# Cadillac U.S. sales rise 14.5% while BMW sales slump



## [email protected] (Aug 15, 2012)

BMW USA sales showed a deep 18% dive for November, with their year-to-date down 10%, while Cadillac pulls out another good month globally and stateside. 
_
U.S. sales rise 14.5%, with record-breaking transaction prices
Cadillac China passes 100K milestone, reaches annual record
_Cadillac sold 30,849 vehicles globally in November, an increase of 32.8 percent and the sixth consecutive month of double-digit percentage increases for Cadillac, the last five of which have topped 20 percent.

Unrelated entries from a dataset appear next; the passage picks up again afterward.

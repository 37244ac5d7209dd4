//! Content manifests: the CMS's content tree exported as JSON.

use crate::error::{ErrorKind, Result};
use exn::ResultExt;
use staticpub_library::content::MemoryTree;
use std::path::Path;

pub async fn load(base_url: &str, path: &Path) -> Result<MemoryTree> {
    let raise = || ErrorKind::Manifest(path.to_path_buf());
    let json = tokio::fs::read_to_string(path).await.or_raise(raise)?;
    let tree = MemoryTree::from_json(base_url, &json).or_raise(raise)?;
    tracing::debug!(path = %path.display(), nodes = tree.len(), "loaded content manifest");
    Ok(tree)
}

#[cfg(test)]
mod tests {
    use super::*;
    use staticpub_library::content::{ContentTree, Publishable};
    use tempfile::TempDir;

    const BASE: &str = "https://example.com/";

    #[tokio::test]
    async fn test_load() {
        let dir = TempDir::new().unwrap();
        let path = dir.path().join("content.json");
        std::fs::write(
            &path,
            r#"{"nodes": [
                {"id": 1, "segment": "home"},
                {"id": 2, "segment": "about", "priority": 5},
                {"id": 3, "parent": 2, "segment": "team", "live": false}
            ]}"#,
        )
        .unwrap();
        let tree = load(BASE, &path).await.unwrap();
        assert_eq!(tree.len(), 3);
        let team = tree.node(3).unwrap();
        assert!(!team.live);
        assert_eq!(team.urls_to_cache().into_keys().collect::<Vec<_>>(), vec!["https://example.com/about/team/"]);
    }

    #[tokio::test]
    async fn test_missing_and_malformed() {
        let dir = TempDir::new().unwrap();
        let missing = dir.path().join("missing.json");
        let err = load(BASE, &missing).await.unwrap_err();
        assert!(matches!(&*err, ErrorKind::Manifest(p) if p == &missing));

        let malformed = dir.path().join("malformed.json");
        std::fs::write(&malformed, "[]").unwrap();
        assert!(load(BASE, &malformed).await.is_err());
    }
}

Growth in both of the largest markets powered Cadillac's overall increase. Sales in the United States grew 14.5 percent in total and 17 percent among retail consumers. In the U.S., Escalade sales grew 24 percent, achieving the best November since 2007, and the all-new XT5 crossover had its best month since its launch earlier this year.

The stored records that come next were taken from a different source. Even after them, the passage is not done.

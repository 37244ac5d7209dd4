use crate::backend::{CacheStore, CachedFileStream};
use crate::error::{ErrorKind, Result};
use crate::{CachePath, CachedFile};
use async_trait::async_trait;
use std::collections::BTreeMap;
use std::path::PathBuf;
use std::sync::atomic::{AtomicBool, Ordering};
use time::OffsetDateTime;
use tokio::sync::RwLock;

/// A cache directory held in memory, for tests of code that publishes.
///
/// ```
/// use staticpub_storage::backend::MockBackend;
/// use staticpub_storage::{CachePath, CacheStore};
///
/// # #[tokio::main(flavor = "current_thread")]
/// # async fn main() -> Result<(), Box<dyn std::error::Error>> {
/// let cache = MockBackend::with_files([("about.html", "<h1>About</h1>")]);
/// assert!(cache.remove(&CachePath::parse("about.html")?).await?);
/// assert!(cache.paths().await.is_empty());
/// # Ok(())
/// # }
/// ```
#[derive(Default)]
pub struct MockBackend {
    files: RwLock<BTreeMap<CachePath, (OffsetDateTime, Vec<u8>)>>,
    disk_full: AtomicBool,
}

impl MockBackend {
    /// Panics on a path that [`CachePath::parse`] refuses; a broken test
    /// setup should not get as far as the assertions.
    pub fn with_files(files: impl IntoIterator<Item = (impl AsRef<str>, impl Into<Vec<u8>>)>) -> Self {
        let now = OffsetDateTime::now_utc();
        let files = files
            .into_iter()
            .map(|(path, data)| match CachePath::parse(path.as_ref()) {
                Ok(path) => (path, (now, data.into())),
                Err(e) => panic!("MockBackend::with_files: {e}"),
            })
            .collect();
        Self { files: RwLock::new(files), disk_full: AtomicBool::new(false) }
    }

    /// While set, every [`put()`](CacheStore::put) fails with a retryable
    /// I/O error and leaves the stored file alone.
    pub fn fail_writes(&self, fail: bool) {
        self.disk_full.store(fail, Ordering::SeqCst);
    }

    /// Every stored path, sorted.
    pub async fn paths(&self) -> Vec<PathBuf> {
        self.files.read().await.keys().cloned().map(PathBuf::from).collect()
    }
}

#[async_trait]
impl CacheStore for MockBackend {
    fn name(&self) -> &str {
        "mock"
    }

    fn files(&self) -> CachedFileStream<'_> {
        Box::pin(async_stream::stream! {
            // Snapshot, so the lock is not held across yields.
            let snapshot: Vec<CachedFile> = self
                .files
                .read()
                .await
                .iter()
                .map(|(path, (modified, data))| CachedFile { path: path.clone(), size: data.len() as u64, modified: *modified })
                .collect();
            for file in snapshot {
                yield Ok(file);
            }
        })
    }

    async fn read(&self, path: &CachePath) -> Result<Vec<u8>> {
        match self.files.read().await.get(path) {
            Some((_, data)) => Ok(data.clone()),
            None => exn::bail!(ErrorKind::Missing(path.clone().into())),
        }
    }

    async fn put(&self, path: &CachePath, data: &[u8]) -> Result<()> {
        if self.disk_full.load(Ordering::SeqCst) {
            exn::bail!(ErrorKind::Io(std::io::Error::new(std::io::ErrorKind::StorageFull, "mock disk is full")));
        }
        self.files.write().await.insert(path.clone(), (OffsetDateTime::now_utc(), data.to_vec()));
        Ok(())
    }

    async fn remove(&self, path: &CachePath) -> Result<bool> {
        Ok(self.files.write().await.remove(path).is_some())
    }
}

#[cfg(test)]
mod tests {
    use super::*;

    fn at(path: &str) -> CachePath {
        CachePath::parse(path).unwrap()
    }

    #[tokio::test]
    async fn test_full_disk_keeps_previous_page() {
        let cache = MockBackend::with_files([("index.html", "old")]);
        cache.fail_writes(true);
        let err = cache.put(&at("index.html"), b"new").await.unwrap_err();
        assert!(err.is_retryable());
        assert_eq!(cache.read(&at("index.html")).await.unwrap(), b"old");

        cache.fail_writes(false);
        cache.put(&at("index.html"), b"new").await.unwrap();
        assert_eq!(cache.read(&at("index.html")).await.unwrap(), b"new");
    }

    #[tokio::test]
    async fn test_files_lists_everything() {
        let cache = MockBackend::with_files([("blog/post.html", "ab"), ("robots.txt", "abc")]);
        let sizes: Vec<_> = cache.all_files().await.unwrap().into_iter().map(|f| (f.path.to_string(), f.size)).collect();
        assert_eq!(sizes, [("blog/post.html".to_string(), 2), ("robots.txt".to_string(), 3)]);
        let err = cache.read(&at("missing.html")).await.unwrap_err();
        assert!(matches!(&*err, ErrorKind::Missing(_)));
    }

    #[test]
    #[should_panic(expected = "invalid cache path")]
    fn test_with_files_refuses_escaping_paths() {
        MockBackend::with_files([("../outside.html", "x")]);
    }
}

In China, sales rose 69.8 percent as Cadillac reached a new milestone. In November, the brand crossed the 100,000-unit mark in annual sales for the first time, setting a new record for calendar year sales. For the year to date, the brand has grown sales 46 percent in China and 10.5 percent globally.

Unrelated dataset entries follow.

/// Repository for managing [`QueueEntry`] rows.
///
/// Entries in `Regenerating` or `Error` whose `last_edited_at` is older than
/// the regeneration window are treated as abandoned and become claimable
/// again, exactly like `Stale` entries.
#[derive(Debug, Clone)]
pub struct EntryRepository {
    pool: SqlitePool,
    regeneration_window: Duration,
}
impl From<&Database> for EntryRepository {
    fn from(db: &Database) -> Self {
        Self::new(db.pool().clone(), Self::DEFAULT_REGENERATION_WINDOW)
    }
}
impl EntryRepository {
    pub const DEFAULT_REGENERATION_WINDOW: Duration = Duration::minutes(10);

    pub fn new(pool: SqlitePool, regeneration_window: Duration) -> Self {
        Self { pool, regeneration_window }
    }

    pub fn with_regeneration_window(mut self, window: Duration) -> Self {
        self.regeneration_window = window;
        self
    }

    fn stale_before(&self, now: UtcDateTime) -> i64 {
        (now - self.regeneration_window).unix_timestamp()
    }

    // =========================================================================
    // Enqueue
    // =========================================================================

    /// Add a URL to the queue, or merge it into the existing entry.
    ///
    /// An existing entry keeps its id and creation date and takes the higher
    /// of the two priorities. The later action wins.
    #[instrument(level = "debug", skip(self, now))]
    pub async fn enqueue(&self, url: &str, priority: i64, action: EntryAction, now: UtcDateTime) -> Result<QueueEntry> {
        let row: EntryRow = sqlx::query_as(include_str!("../queries/upsert_entry.sql"))
            .bind(url)
            .bind(priority)
            .bind(action.as_str())
            .bind(now.unix_timestamp())
            .bind(now.unix_timestamp())
            .fetch_one(&self.pool)
            .await
            .or_raise(|| ErrorKind::Database)?;
        row.try_into()
    }

    /// Enqueue many URLs in a single transaction.
    ///
    /// Returns the number of URLs enqueued.
    pub async fn enqueue_many<'a>(
        &self,
        urls: impl IntoIterator<Item = (&'a str, i64)>,
        action: EntryAction,
        now: UtcDateTime,
    ) -> Result<usize> {
        let mut tx = self.pool.begin().await.or_raise(|| ErrorKind::Database)?;
        let mut count = 0;
        for (url, priority) in urls {
            sqlx::query(include_str!("../queries/upsert_entry.sql"))
                .bind(url)
                .bind(priority)
                .bind(action.as_str())
                .bind(now.unix_timestamp())
                .bind(now.unix_timestamp())
                .execute(&mut *tx)
                .await
                .or_raise(|| ErrorKind::Database)?;
            count += 1;
        }
        tx.commit().await.or_raise(|| ErrorKind::Database)?;
        Ok(count)
    }

    // =========================================================================
    // Claim
    // =========================================================================

    /// Claim the next claimable entry: highest priority first, oldest first
    /// among equal priorities.
    ///
    /// Returns `None` when nothing is claimable.
    pub async fn claim_next(&self, now: UtcDateTime) -> Result<Option<QueueEntry>> {
        let row: Option<EntryRow> = sqlx::query_as(include_str!("../queries/claim_next_entry.sql"))
            .bind(now.unix_timestamp())
            .bind(self.stale_before(now))
            .fetch_optional(&self.pool)
            .await
            .or_raise(|| ErrorKind::Database)?;
        row.map(QueueEntry::try_from).transpose()
    }

    /// Claim the entry for a specific URL, creating it first if the URL is
    /// not queued yet.
    ///
    /// Returns `None` if another worker holds a fresh claim on the URL.
    #[instrument(level = "debug", skip(self, now))]
    pub async fn claim_url(
        &self,
        url: &str,
        priority: i64,
        action: EntryAction,
        now: UtcDateTime,
    ) -> Result<Option<QueueEntry>> {
        let mut tx = self.pool.begin().await.or_raise(|| ErrorKind::Database)?;
        sqlx::query(include_str!("../queries/insert_entry_if_missing.sql"))
            .bind(url)
            .bind(priority)
            .bind(action.as_str())
            .bind(now.unix_timestamp())
            .bind(now.unix_timestamp())
            .execute(&mut *tx)
            .await
            .or_raise(|| ErrorKind::Database)?;
        let row: Option<EntryRow> = sqlx::query_as(include_str!("../queries/claim_entry_by_url.sql"))
            .bind(now.unix_timestamp())
            .bind(url)
            .bind(self.stale_before(now))
            .fetch_optional(&mut *tx)
            .await
            .or_raise(|| ErrorKind::Database)?;
        tx.commit().await.or_raise(|| ErrorKind::Database)?;
        row.map(QueueEntry::try_from).transpose()
    }

    // =========================================================================
    // Finish
    // =========================================================================

    /// Finish a successfully processed entry.
    pub async fn complete(&self, entry: &QueueEntry, now: UtcDateTime) -> Result<Completion> {
        let deleted = sqlx::query(include_str!("../queries/delete_entry_if_unchanged.sql"))
            .bind(entry.id)
            .bind(entry.generation)
            .execute(&self.pool)
            .await
            .or_raise(|| ErrorKind::Database)?;
        if deleted.rows_affected() > 0 {
            return Ok(Completion::Removed);
        }
        let requeued = sqlx::query(include_str!("../queries/requeue_entry.sql"))
            .bind(now.unix_timestamp())
            .bind(entry.id)
            .execute(&self.pool)
            .await
            .or_raise(|| ErrorKind::Database)?;
        // Gone entirely (e.g. purged by hand): nothing left to do either way.
        Ok(if requeued.rows_affected() > 0 { Completion::Requeued } else { Completion::Removed })
    }

    /// Quarantine an entry after a failed attempt.
    ///
    /// It becomes claimable again once the regeneration window has elapsed.
    pub async fn mark_error(&self, entry: &QueueEntry, now: UtcDateTime) -> Result<()> {
        sqlx::query(include_str!("../queries/mark_entry_error.sql"))
            .bind(now.unix_timestamp())
            .bind(entry.id)
            .execute(&self.pool)
            .await
            .or_raise(|| ErrorKind::Database)?;
        Ok(())
    }

    // =========================================================================
    // Inspect
    // =========================================================================

    pub async fn get(&self, url: &str) -> Result<Option<QueueEntry>> {
        let row: Option<EntryRow> = sqlx::query_as(include_str!("../queries/get_entry_by_url.sql"))
            .bind(url)
            .fetch_optional(&self.pool)
            .await
            .or_raise(|| ErrorKind::Database)?;
        row.map(QueueEntry::try_from).transpose()
    }

    /// List entries in the order they would be claimed (ignoring freshness).
    pub async fn list(&self, limit: usize) -> Result<Vec<QueueEntry>> {
        let limit = i64::try_from(limit).or_raise(|| ErrorKind::InvalidData("limit"))?;
        let rows: Vec<EntryRow> = sqlx::query_as(include_str!("../queries/list_entries.sql"))
            .bind(limit)
            .fetch_all(&self.pool)
            .await
            .or_raise(|| ErrorKind::Database)?;
        rows.into_iter().map(QueueEntry::try_from).collect()
    }

    pub async fn counts(&self) -> Result<EntryCounts> {
        let rows: Vec<(String, i64)> = sqlx::query_as(include_str!("../queries/count_entries.sql"))
            .fetch_all(&self.pool)
            .await
            .or_raise(|| ErrorKind::Database)?;
        let mut counts = EntryCounts::default();
        for (freshness, total) in rows {
            counts.add(&freshness, total)?;
        }
        Ok(counts)
    }
}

Cadillac's growth included a continuation in its trend of attaining higher brand prestige alongside volume growth. The brand's average transaction price in the U.S. market reached the highest level ever: $53,690 per unit (according to Power Information Network).

"Cadillac's rising product substance is driving consistent global growth, not only in sales volume but also in terms of brand prestige," said Cadillac President Johan de Nysschen. "Additionally, crossing the 100,000-unit threshold in China is an important achievement, as for the first time in our long history Cadillac has developed a second volume hub to support our stronghold in the U.S."



*BMW continues to take a hit in the US for November. Read about it here!*

*Check out Cadillac's numbers for October here!*


----------



## macdragonfl (Aug 12, 2014)

Let's hope that the next 3 series can fix BMW's sales loss. Pity I'm still driving a low mileage e90 and want a new car but won't buy the F30. Both the Cadillac ATS and the Jaguar XE I've driven and would buy over the current 3. Even waited hoping the LCI would be better. The magic is gone, the lower priced, softer 3's filled a market that must be filled now and the people who bought these cars previously feel like they were left out. Apparently I'm not alone.


----------



## cwsqbm (Aug 4, 2004)

Proof that there are lies, damn lies, and statistics. Cadillac's YTD USA sales are DOWN from last yet, yet the spin looks at just the monthly data.

I like the new Cadillacs (ATS and CTS at least). My liking something is a sure sign it's doomed if past performance is any indication.


----------



## stylinexpat (May 23, 2004)

Americans liked that free 4 year 50,000 mile service they were offering. Free oil changes,brake pad changes,etc.. Took that away and sales dropped a bit.

Time to ask for a discount at the BMW dealership. They must be desperate to sell this month with Christmas being this month. Not many people by cars in December


----------